| Your instructions |
Using the entries that follow, collect the lines where the word "RequestError" appears.

| Data to examine |
┏━━
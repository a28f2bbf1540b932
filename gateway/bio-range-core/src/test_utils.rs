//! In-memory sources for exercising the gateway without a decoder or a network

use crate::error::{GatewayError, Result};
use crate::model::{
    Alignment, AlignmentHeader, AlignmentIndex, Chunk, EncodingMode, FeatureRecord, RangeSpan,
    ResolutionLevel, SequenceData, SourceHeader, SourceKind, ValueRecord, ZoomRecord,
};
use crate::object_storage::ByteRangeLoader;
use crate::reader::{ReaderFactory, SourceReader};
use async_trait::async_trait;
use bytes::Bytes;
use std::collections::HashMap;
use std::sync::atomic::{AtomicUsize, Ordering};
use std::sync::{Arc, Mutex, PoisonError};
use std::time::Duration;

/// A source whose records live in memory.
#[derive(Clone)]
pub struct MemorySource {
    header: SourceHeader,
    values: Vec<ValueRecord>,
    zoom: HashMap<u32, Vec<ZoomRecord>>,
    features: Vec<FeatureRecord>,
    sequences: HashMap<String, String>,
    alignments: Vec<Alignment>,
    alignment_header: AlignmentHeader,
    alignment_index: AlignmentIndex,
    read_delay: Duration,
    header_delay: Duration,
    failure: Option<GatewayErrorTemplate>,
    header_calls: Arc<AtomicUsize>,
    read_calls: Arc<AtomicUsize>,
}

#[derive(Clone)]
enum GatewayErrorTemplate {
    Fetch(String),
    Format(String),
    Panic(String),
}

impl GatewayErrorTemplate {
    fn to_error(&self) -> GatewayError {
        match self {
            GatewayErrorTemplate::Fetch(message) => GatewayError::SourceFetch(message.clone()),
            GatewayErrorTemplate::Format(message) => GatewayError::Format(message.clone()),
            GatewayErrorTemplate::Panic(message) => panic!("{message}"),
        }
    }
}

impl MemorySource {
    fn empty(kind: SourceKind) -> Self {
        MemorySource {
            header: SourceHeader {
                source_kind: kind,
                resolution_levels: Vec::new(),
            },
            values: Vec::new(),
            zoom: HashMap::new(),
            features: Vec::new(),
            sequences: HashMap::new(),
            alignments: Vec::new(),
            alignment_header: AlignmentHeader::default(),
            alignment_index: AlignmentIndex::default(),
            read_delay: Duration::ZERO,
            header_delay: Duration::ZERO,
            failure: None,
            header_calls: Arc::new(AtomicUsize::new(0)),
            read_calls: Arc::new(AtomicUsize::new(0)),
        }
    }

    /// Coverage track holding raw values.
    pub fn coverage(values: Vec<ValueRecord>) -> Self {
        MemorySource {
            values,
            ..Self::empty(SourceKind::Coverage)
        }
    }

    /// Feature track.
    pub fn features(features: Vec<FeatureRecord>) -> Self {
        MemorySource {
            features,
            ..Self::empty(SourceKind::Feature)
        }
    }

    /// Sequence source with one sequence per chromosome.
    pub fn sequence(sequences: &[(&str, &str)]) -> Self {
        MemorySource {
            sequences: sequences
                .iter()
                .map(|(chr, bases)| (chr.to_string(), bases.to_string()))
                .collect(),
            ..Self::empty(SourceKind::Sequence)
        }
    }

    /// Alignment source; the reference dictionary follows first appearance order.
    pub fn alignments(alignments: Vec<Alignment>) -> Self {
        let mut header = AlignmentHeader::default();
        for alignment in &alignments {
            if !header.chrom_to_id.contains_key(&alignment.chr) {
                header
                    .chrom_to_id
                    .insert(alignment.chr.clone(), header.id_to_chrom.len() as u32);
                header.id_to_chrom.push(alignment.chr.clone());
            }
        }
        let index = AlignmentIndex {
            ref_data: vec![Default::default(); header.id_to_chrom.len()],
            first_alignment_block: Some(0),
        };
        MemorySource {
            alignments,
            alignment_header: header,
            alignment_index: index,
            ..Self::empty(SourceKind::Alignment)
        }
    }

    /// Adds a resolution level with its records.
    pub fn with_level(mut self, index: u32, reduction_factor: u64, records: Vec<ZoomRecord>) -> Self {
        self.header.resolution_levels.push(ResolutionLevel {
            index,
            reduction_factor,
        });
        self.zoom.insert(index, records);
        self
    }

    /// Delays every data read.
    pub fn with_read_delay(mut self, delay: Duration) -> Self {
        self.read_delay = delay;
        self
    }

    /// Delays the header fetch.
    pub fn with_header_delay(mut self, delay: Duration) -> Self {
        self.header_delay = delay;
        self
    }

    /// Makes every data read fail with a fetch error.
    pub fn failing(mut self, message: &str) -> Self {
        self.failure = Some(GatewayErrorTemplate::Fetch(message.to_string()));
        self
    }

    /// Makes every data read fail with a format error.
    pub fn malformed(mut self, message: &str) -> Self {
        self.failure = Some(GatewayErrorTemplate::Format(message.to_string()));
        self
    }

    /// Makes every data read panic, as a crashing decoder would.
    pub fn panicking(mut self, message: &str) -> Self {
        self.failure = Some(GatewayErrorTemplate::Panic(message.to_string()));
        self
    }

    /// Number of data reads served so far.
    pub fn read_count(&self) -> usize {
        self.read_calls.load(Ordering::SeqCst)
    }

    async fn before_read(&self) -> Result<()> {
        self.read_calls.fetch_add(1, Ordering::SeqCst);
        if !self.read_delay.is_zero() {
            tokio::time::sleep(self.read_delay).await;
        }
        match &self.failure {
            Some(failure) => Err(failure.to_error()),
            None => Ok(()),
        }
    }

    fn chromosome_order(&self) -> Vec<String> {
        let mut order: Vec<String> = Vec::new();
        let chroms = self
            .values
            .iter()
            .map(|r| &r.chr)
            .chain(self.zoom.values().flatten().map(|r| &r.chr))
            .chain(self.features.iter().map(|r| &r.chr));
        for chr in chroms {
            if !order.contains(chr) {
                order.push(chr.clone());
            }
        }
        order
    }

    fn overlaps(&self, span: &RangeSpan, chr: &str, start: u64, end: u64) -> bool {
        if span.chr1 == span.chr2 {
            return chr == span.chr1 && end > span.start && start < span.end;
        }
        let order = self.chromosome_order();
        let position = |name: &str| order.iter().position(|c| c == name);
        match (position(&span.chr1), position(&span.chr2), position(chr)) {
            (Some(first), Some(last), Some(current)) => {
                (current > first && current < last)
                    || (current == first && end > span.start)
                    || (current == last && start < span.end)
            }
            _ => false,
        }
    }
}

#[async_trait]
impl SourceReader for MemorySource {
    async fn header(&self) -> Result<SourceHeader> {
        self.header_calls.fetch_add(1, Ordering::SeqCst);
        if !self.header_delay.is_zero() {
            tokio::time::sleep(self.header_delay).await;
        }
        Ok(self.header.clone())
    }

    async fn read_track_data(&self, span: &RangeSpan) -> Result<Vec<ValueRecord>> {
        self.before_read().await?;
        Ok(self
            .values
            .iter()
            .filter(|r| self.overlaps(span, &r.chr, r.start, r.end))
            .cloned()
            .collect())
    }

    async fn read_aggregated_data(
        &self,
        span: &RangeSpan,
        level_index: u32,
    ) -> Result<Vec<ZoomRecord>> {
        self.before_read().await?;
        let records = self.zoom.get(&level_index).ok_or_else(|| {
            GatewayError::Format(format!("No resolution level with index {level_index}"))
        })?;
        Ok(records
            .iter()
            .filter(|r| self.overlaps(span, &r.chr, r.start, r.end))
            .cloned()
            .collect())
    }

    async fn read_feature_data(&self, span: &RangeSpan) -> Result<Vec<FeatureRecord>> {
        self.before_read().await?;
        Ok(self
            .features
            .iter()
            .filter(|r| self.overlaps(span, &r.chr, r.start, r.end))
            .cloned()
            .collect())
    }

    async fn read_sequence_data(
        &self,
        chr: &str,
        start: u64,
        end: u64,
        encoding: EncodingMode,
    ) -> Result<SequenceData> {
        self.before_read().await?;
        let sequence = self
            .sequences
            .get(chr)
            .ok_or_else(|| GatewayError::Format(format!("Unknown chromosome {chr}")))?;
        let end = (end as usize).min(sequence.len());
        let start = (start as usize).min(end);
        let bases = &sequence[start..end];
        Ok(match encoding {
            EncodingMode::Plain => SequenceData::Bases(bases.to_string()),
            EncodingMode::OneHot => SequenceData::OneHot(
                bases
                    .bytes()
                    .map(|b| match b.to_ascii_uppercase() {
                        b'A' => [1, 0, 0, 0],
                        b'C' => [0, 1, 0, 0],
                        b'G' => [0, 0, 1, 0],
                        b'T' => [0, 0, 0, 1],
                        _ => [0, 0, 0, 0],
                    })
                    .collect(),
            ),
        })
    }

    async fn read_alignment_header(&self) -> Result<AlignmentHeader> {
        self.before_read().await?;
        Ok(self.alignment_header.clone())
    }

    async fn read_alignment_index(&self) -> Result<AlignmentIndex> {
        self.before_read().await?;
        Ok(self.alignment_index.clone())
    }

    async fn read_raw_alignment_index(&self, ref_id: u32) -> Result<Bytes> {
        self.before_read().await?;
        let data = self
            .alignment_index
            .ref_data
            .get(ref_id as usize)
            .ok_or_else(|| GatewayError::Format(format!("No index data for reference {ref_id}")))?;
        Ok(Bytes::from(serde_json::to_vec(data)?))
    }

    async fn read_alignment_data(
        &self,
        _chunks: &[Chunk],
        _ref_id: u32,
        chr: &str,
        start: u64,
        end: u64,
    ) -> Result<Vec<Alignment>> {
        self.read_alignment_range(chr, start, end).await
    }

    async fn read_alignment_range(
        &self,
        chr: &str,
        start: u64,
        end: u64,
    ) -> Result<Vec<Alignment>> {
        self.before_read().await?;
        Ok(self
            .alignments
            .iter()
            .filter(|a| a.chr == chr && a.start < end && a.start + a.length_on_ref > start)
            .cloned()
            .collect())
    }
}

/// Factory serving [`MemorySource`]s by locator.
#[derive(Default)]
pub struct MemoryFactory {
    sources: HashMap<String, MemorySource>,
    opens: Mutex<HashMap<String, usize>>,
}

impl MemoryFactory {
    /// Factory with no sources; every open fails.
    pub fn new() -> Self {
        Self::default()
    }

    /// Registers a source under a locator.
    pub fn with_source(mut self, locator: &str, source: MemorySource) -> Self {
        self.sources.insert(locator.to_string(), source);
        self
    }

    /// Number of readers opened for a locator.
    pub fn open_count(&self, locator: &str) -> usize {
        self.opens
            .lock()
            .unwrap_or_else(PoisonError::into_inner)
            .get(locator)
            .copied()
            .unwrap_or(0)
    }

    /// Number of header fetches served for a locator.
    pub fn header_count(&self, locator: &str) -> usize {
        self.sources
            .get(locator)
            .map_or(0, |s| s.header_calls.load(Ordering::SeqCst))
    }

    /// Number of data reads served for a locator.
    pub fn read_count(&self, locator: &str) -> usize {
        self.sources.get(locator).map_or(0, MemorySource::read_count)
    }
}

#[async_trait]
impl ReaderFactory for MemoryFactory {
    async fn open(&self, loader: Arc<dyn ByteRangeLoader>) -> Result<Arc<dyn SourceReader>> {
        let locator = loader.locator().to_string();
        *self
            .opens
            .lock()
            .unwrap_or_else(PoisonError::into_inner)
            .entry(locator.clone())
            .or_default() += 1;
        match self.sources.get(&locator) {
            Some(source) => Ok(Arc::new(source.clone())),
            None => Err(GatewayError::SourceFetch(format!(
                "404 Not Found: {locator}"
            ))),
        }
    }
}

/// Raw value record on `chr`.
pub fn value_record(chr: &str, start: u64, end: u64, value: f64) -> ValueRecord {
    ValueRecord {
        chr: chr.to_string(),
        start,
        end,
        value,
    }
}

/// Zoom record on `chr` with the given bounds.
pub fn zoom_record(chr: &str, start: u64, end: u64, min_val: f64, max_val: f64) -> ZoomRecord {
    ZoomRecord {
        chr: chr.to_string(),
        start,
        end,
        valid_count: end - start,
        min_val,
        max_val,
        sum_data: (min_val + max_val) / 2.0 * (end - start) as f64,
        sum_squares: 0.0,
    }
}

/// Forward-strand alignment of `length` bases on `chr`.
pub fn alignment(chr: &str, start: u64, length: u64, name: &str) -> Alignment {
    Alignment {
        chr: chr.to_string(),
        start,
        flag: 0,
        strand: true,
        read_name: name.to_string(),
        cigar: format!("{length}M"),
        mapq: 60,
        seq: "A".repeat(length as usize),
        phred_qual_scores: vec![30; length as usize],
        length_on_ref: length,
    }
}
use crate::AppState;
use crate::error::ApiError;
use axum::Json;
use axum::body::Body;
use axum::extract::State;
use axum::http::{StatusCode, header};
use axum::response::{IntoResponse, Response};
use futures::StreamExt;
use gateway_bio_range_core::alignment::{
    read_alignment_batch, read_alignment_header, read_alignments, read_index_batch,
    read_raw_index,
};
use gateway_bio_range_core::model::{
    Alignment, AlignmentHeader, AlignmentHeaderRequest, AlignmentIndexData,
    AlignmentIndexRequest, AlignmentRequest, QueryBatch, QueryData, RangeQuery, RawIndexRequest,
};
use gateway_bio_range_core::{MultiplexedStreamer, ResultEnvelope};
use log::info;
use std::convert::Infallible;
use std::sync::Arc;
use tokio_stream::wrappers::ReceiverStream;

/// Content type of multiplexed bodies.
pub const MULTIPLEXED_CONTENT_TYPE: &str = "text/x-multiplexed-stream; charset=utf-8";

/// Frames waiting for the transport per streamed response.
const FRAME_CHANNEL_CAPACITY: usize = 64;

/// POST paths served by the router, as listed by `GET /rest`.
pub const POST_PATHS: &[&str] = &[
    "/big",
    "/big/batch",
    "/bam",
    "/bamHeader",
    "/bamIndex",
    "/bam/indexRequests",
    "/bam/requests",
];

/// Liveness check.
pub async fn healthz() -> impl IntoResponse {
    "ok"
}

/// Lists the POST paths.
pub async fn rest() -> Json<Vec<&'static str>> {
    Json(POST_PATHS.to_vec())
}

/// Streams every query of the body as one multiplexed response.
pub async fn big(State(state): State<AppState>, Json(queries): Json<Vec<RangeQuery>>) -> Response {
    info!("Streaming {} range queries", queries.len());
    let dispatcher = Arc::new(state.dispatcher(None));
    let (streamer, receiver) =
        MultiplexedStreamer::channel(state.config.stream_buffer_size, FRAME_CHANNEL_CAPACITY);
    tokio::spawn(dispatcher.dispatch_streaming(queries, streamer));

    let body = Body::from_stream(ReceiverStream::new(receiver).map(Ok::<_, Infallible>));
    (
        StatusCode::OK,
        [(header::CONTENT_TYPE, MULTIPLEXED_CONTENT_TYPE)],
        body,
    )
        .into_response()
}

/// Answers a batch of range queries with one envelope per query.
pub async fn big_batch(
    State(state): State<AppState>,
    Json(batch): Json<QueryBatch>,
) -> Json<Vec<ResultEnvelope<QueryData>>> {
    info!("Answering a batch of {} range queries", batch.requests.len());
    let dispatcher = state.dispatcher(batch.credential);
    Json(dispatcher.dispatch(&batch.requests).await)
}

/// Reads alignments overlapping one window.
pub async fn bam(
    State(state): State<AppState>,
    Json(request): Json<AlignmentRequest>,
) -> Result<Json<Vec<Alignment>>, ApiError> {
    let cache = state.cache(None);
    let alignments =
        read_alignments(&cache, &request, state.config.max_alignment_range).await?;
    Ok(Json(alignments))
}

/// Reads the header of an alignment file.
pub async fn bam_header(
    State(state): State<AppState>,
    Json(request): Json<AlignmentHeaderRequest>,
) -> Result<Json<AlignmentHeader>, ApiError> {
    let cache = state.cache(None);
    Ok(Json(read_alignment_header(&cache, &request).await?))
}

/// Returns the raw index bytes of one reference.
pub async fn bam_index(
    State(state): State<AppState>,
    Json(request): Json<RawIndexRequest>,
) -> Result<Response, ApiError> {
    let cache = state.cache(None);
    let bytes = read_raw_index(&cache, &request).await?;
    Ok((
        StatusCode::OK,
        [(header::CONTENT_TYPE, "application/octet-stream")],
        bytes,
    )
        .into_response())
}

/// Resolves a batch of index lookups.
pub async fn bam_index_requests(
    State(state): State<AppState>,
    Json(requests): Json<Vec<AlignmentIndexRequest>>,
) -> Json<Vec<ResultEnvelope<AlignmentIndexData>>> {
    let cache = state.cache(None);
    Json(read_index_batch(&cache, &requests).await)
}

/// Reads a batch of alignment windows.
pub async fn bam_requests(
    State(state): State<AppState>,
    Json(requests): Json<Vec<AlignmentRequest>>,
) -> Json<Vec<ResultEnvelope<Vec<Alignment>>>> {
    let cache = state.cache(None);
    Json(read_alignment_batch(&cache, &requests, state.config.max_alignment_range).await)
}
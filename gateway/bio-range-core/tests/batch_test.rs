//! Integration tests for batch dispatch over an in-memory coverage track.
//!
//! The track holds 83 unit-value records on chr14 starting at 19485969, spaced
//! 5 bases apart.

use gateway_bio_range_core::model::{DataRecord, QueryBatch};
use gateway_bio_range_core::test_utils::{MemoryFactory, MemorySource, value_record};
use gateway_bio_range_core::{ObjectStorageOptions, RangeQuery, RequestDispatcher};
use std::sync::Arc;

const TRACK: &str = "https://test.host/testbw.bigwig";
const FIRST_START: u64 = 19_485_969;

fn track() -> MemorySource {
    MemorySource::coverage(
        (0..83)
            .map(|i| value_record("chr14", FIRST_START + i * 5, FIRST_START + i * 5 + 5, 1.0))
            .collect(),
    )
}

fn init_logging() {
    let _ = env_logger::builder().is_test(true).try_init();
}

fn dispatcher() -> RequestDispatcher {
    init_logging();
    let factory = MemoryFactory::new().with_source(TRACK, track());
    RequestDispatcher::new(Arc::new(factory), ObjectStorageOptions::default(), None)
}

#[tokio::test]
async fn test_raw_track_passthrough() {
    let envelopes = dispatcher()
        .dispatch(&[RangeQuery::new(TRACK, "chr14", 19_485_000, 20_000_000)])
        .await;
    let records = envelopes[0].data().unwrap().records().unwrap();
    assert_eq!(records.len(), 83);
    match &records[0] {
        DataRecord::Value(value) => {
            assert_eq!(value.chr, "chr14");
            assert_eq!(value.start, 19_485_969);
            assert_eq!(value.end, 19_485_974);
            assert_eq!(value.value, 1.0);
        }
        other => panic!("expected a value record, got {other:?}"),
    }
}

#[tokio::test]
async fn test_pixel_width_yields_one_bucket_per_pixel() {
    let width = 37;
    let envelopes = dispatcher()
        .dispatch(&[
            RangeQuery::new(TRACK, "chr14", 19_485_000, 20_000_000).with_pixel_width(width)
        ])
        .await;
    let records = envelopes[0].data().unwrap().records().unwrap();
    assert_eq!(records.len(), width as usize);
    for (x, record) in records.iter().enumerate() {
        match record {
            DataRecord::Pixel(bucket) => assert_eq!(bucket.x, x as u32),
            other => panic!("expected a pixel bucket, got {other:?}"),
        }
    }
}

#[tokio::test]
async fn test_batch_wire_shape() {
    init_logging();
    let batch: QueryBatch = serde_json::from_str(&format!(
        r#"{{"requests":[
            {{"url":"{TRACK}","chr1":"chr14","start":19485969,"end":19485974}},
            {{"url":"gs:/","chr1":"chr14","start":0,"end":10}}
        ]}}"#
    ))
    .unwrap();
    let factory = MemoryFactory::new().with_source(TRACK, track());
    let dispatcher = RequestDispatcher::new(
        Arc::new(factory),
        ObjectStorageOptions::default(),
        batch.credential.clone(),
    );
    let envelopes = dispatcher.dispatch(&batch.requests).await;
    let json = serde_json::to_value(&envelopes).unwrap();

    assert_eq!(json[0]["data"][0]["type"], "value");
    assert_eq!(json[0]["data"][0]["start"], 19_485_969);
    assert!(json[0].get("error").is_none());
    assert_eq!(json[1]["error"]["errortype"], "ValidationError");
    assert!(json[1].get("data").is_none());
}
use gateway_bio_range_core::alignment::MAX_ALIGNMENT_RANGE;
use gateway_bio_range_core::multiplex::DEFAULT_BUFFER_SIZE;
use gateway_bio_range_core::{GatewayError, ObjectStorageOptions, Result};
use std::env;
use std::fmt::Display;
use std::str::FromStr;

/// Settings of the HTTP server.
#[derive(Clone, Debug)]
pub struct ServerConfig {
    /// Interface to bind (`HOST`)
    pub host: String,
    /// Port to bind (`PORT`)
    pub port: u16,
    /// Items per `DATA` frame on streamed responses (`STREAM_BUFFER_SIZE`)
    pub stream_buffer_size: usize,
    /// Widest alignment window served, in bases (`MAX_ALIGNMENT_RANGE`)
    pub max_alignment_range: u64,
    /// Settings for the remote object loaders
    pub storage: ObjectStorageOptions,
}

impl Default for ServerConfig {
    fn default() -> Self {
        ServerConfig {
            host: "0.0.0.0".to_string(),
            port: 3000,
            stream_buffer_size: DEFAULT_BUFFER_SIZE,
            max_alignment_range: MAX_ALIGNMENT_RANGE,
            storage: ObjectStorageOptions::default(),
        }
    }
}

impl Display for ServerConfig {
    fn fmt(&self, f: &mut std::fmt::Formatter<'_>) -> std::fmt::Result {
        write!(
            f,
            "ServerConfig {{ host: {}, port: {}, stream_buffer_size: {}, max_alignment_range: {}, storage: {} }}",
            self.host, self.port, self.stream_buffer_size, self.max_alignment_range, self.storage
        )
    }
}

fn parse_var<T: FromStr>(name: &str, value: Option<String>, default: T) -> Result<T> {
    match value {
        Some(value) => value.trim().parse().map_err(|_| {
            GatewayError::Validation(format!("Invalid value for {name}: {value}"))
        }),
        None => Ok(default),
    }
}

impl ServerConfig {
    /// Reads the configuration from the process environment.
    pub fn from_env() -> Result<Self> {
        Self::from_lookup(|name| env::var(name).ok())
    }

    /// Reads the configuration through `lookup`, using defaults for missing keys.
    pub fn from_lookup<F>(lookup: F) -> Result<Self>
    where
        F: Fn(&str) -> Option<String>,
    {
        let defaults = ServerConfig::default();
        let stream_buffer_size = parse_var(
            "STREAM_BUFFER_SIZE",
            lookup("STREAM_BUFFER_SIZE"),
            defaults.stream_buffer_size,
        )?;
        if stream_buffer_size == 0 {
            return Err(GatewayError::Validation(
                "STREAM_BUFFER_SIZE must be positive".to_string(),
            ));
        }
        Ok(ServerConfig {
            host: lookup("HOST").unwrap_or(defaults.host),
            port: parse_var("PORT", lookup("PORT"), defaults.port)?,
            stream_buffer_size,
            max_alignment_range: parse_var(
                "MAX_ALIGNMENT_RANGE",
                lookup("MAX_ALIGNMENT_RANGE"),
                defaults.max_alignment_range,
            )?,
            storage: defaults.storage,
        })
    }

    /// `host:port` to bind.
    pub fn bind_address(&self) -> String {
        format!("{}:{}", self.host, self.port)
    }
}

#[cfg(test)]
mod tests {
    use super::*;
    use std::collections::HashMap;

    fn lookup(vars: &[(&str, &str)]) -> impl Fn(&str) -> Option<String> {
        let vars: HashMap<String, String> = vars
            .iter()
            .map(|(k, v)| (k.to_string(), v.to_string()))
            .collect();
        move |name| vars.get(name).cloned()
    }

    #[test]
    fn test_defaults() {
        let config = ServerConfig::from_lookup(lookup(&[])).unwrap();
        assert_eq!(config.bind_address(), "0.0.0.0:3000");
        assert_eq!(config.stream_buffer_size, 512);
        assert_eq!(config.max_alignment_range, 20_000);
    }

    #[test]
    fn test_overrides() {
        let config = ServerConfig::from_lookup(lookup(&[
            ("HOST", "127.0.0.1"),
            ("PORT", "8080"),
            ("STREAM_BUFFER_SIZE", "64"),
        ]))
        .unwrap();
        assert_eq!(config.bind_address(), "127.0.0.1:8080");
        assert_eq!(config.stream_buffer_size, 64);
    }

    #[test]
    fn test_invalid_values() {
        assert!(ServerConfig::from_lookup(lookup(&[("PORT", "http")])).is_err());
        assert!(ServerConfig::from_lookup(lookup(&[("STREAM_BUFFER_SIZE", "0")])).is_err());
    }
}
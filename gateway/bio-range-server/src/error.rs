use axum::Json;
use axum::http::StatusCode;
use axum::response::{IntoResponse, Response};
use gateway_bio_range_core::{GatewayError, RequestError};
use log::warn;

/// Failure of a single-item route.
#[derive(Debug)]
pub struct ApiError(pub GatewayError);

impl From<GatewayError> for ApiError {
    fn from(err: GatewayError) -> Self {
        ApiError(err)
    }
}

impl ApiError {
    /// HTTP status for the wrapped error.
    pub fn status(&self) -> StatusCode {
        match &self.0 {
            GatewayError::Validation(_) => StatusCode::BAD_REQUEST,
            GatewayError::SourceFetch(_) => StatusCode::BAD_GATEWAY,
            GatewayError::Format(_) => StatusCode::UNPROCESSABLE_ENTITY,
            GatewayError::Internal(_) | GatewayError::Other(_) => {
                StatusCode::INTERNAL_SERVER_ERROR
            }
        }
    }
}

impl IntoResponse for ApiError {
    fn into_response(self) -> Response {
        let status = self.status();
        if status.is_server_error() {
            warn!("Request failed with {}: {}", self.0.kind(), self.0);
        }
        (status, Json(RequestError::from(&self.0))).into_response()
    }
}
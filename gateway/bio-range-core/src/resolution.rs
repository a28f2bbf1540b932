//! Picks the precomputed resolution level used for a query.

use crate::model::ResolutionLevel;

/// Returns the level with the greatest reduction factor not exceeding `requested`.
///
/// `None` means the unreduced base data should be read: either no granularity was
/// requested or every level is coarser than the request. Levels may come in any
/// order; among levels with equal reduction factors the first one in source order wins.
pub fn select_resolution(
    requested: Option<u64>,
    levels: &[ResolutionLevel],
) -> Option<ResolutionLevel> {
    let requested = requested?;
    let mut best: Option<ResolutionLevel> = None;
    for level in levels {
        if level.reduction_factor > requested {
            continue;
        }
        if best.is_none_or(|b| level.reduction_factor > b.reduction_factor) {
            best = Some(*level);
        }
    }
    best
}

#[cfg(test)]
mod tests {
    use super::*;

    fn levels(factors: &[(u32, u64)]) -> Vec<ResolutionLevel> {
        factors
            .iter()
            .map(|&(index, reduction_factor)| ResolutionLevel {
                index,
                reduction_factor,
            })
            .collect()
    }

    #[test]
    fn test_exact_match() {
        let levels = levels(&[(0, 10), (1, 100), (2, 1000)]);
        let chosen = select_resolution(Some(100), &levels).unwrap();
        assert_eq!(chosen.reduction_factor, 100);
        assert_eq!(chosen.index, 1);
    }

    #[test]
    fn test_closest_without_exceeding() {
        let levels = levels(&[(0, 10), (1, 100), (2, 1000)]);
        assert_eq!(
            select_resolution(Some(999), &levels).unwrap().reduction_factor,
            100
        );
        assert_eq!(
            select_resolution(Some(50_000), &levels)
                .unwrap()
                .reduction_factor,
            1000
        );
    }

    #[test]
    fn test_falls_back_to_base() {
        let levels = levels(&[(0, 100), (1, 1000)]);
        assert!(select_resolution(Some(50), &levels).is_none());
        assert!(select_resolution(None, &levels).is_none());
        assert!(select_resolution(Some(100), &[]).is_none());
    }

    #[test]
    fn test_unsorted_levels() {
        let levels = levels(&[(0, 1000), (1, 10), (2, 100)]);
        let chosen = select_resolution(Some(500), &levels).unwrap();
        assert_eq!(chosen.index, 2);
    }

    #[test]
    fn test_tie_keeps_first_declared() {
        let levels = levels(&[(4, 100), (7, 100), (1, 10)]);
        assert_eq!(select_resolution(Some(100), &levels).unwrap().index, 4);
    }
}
┗━━
| Answer for the task |
use gateway_bio_range_core::{GatewayError, RequestError};
        (status, Json(RequestError::from(&self.0))).into_response()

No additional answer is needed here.